Structural basis of GABA reuptake inhibition.

Abstract

γ-Aminobutyric acid (GABA) transporter 1 (GAT1), a member of the neurotransmitter sodium symporter (NSS) family, regulates neuronal excitation by clearing the synaptic cleft of the main inhibitory neurotransmitter GABA upon its release from synaptic vesicles. Elevating GABA levels in the synaptic cleft, by inhibiting GABA reuptake transporters, is an established strategy to treat neurological disorders, such as epilepsy. Here we present the cryo-electron microscopy structure of full-length, wild-type human GAT1 in complex with its clinically used inhibitor, the anticonvulsant tiagabine. Our structure reveals that tiagabine locks GAT1 in the inward-open conformation, by blocking the intracellular gate of the GABA release pathway, and thus suppresses neurotransmitter uptake.

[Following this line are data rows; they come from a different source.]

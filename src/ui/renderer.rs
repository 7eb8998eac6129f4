use ratatui::{
    layout::{Alignment, Constraint, Direction, Layout, Rect},
    style::{Color as TermColor, Style},
    text::{Line, Span},
    widgets::{Block, Borders, Clear, Paragraph},
    Frame,
};

use crate::app::{App, Screen};
use crate::game::{Color, GameSession, SessionState};

pub fn ui(f: &mut Frame, app: &App) {
    match app.screen {
        Screen::Menu => render_menu(f, app),
        Screen::Game => render_game(f, app),
        Screen::Resize => render_resize(f, app),
    }
}

/// Terminal color for a cell color. Lives here so the game core never
/// depends on the drawing stack.
fn cell_color(color: Color) -> TermColor {
    match color {
        Color::Red => TermColor::Red,
        Color::Blue => TermColor::Blue,
        Color::Green => TermColor::Green,
        Color::Yellow => TermColor::Yellow,
        Color::Cyan => TermColor::Cyan,
        Color::Magenta => TermColor::Magenta,
    }
}

fn boxed_rect(width: u16, height: u16, r: Rect) -> Rect {
    let vertical = Layout::default()
        .direction(Direction::Vertical)
        .constraints([
            Constraint::Min(1),
            Constraint::Length(height),
            Constraint::Min(1),
        ])
        .split(r);

    Layout::default()
        .direction(Direction::Horizontal)
        .constraints([
            Constraint::Min(1),
            Constraint::Length(width),
            Constraint::Min(1),
        ])
        .split(vertical[1])[1]
}

fn centered_rect(percent_x: u16, percent_y: u16, r: Rect) -> Rect {
    let popup_layout = Layout::default()
        .direction(Direction::Vertical)
        .constraints([
            Constraint::Percentage((100 - percent_y) / 2),
            Constraint::Percentage(percent_y),
            Constraint::Percentage((100 - percent_y) / 2),
        ])
        .split(r);

    Layout::default()
        .direction(Direction::Horizontal)
        .constraints([
            Constraint::Percentage((100 - percent_x) / 2),
            Constraint::Percentage(percent_x),
            Constraint::Percentage((100 - percent_x) / 2),
        ])
        .split(popup_layout[1])[1]
}

fn render_menu(f: &mut Frame, app: &App) {
    let area = boxed_rect(48, 14, f.size());

    let best_line = match app.best_score() {
        Some(best) => Line::from(format!("Best score: {}", best)),
        None => Line::from("No games have been played yet."),
    };

    let menu_text = vec![
        Line::from(vec![Span::raw("")]),
        Line::from(vec![Span::styled(
            "Main Menu",
            Style::default().fg(TermColor::Cyan),
        )]),
        Line::from(vec![Span::raw("")]),
        Line::from("s = Start Game"),
        Line::from("c = Change Size"),
        Line::from("q = Quit"),
        Line::from(vec![Span::raw("")]),
        Line::from(format!("Board: {} x {}", app.cols, app.rows)),
        Line::from(vec![Span::raw("")]),
        best_line,
    ];

    let menu_widget = Paragraph::new(menu_text)
        .block(Block::default().borders(Borders::ALL).title(" Flood it ! "))
        .alignment(Alignment::Center);

    f.render_widget(menu_widget, area);
}

fn render_game(f: &mut Frame, app: &App) {
    let Some(session) = app.session.as_ref() else {
        return;
    };

    let board = session.board();
    let board_height = board.rows() as u16 + 2; // rows + borders
    let board_width = board.cols() as u16 * 2 + 2; // 2 chars per cell + borders

    let vertical_chunks = Layout::default()
        .direction(Direction::Vertical)
        .constraints([
            Constraint::Min(1),
            Constraint::Length(board_height.max(12)),
            Constraint::Length(1), // status line
            Constraint::Min(1),
        ])
        .split(f.size());

    let horizontal_chunks = Layout::default()
        .direction(Direction::Horizontal)
        .constraints([
            Constraint::Min(1),
            Constraint::Length(board_width),
            Constraint::Length(22),
            Constraint::Min(1),
        ])
        .split(vertical_chunks[1]);

    let board_area = horizontal_chunks[1];
    let info_area = horizontal_chunks[2];

    render_board(f, session, board_area);
    render_info(f, session, info_area);
    render_status_line(f, app, vertical_chunks[2]);

    if session.state() == SessionState::Won {
        render_won_overlay(f, session, board_area);
    }
}

fn render_board(f: &mut Frame, session: &GameSession, area: Rect) {
    let board = session.board();
    let mut board_lines = Vec::new();

    for row in 0..board.rows() {
        let mut line_spans = Vec::new();
        for col in 0..board.cols() {
            let color = cell_color(board.get(row, col));
            line_spans.push(Span::styled("██", Style::default().fg(color)));
        }
        board_lines.push(Line::from(line_spans));
    }

    let board_widget = Paragraph::new(board_lines)
        .block(Block::default().borders(Borders::ALL).title("floodit"));

    f.render_widget(board_widget, area);
}

fn render_info(f: &mut Frame, session: &GameSession, area: Rect) {
    let legend_height = session.palette().len() as u16 + 2;
    let chunks = Layout::default()
        .direction(Direction::Vertical)
        .constraints([
            Constraint::Length(7),
            Constraint::Length(legend_height),
            Constraint::Min(1),
        ])
        .split(area);

    let best_text = match session.best_score() {
        Some(best) => format!("Best: {}", best),
        None => "Best: -".to_string(),
    };
    let stats_text = vec![
        Line::from(format!("Turns: {}", session.turns())),
        Line::from(vec![Span::raw("")]),
        Line::from(format!("Flooded: {}%", session.completion_percent())),
        Line::from(vec![Span::raw("")]),
        Line::from(best_text),
    ];

    let stats_widget = Paragraph::new(stats_text)
        .block(Block::default().borders(Borders::ALL))
        .alignment(Alignment::Center);

    f.render_widget(stats_widget, chunks[0]);

    let mut legend_lines = Vec::new();
    for &color in session.palette() {
        legend_lines.push(Line::from(vec![
            Span::styled("██ ", Style::default().fg(cell_color(color))),
            Span::raw(format!("{} = {}", color.token(), color.name())),
        ]));
    }

    let legend_widget = Paragraph::new(legend_lines)
        .block(Block::default().borders(Borders::ALL).title("Key"));

    f.render_widget(legend_widget, chunks[1]);
}

fn render_status_line(f: &mut Frame, app: &App, area: Rect) {
    let status = match &app.message {
        Some(message) => Line::from(Span::styled(
            message.clone(),
            Style::default().fg(TermColor::Yellow),
        )),
        None => Line::from("Type a color letter to flood it, q to give up."),
    };

    let status_widget = Paragraph::new(status).alignment(Alignment::Center);
    f.render_widget(status_widget, area);
}

fn render_won_overlay(f: &mut Frame, session: &GameSession, area: Rect) {
    let popup_area = centered_rect(70, 60, area);
    f.render_widget(Clear, popup_area);

    let best_text = match session.best_score() {
        Some(best) => format!("Best score: {}", best),
        None => String::new(),
    };

    let won_text = vec![
        Line::from(vec![Span::raw("")]),
        Line::from(vec![Span::styled(
            "You flooded the board!",
            Style::default().fg(TermColor::Green),
        )]),
        Line::from(vec![Span::raw("")]),
        Line::from(format!("Turns: {}", session.turns())),
        Line::from(best_text),
        Line::from(vec![Span::raw("")]),
        Line::from("n = new game"),
        Line::from("m = main menu"),
        Line::from("q = quit"),
    ];

    let won_widget = Paragraph::new(won_text)
        .block(Block::default().borders(Borders::ALL).title("Solved"))
        .alignment(Alignment::Center);

    f.render_widget(won_widget, popup_area);
}

fn render_resize(f: &mut Frame, app: &App) {
    let area = boxed_rect(48, 12, f.size());

    let resize_text = vec![
        Line::from(vec![Span::raw("")]),
        Line::from(vec![Span::styled(
            "Change Size",
            Style::default().fg(TermColor::Cyan),
        )]),
        Line::from(vec![Span::raw("")]),
        Line::from(format!("Board: {} x {}", app.pending_cols, app.pending_rows)),
        Line::from(vec![Span::raw("")]),
        Line::from("Left/Right adjust width"),
        Line::from("Up/Down adjust height"),
        Line::from("Enter = apply   Esc = cancel"),
        Line::from(vec![Span::raw("")]),
        Line::from("Changing size resets the best score."),
    ];

    let resize_widget = Paragraph::new(resize_text)
        .block(Block::default().borders(Borders::ALL).title(" Flood it ! "))
        .alignment(Alignment::Center);

    f.render_widget(resize_widget, area);
}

Our results provide insights into the mixed-type inhibition of GAT1 by tiagabine. Tiagabine's pharmacodynamic profile, confirmed by our experimental data, suggests initial binding to the substrate-binding site in the outward-open conformation, whereas our structure presents the drug stalling the transporter in the inward-open conformation, consistent with a two-step induced-fit mechanism of inhibition. The presented structure of GAT1 gives crucial insights into the biology and pharmacology of this important neurotransmitter transporter and provides blueprints for the rational design of neuromodulators.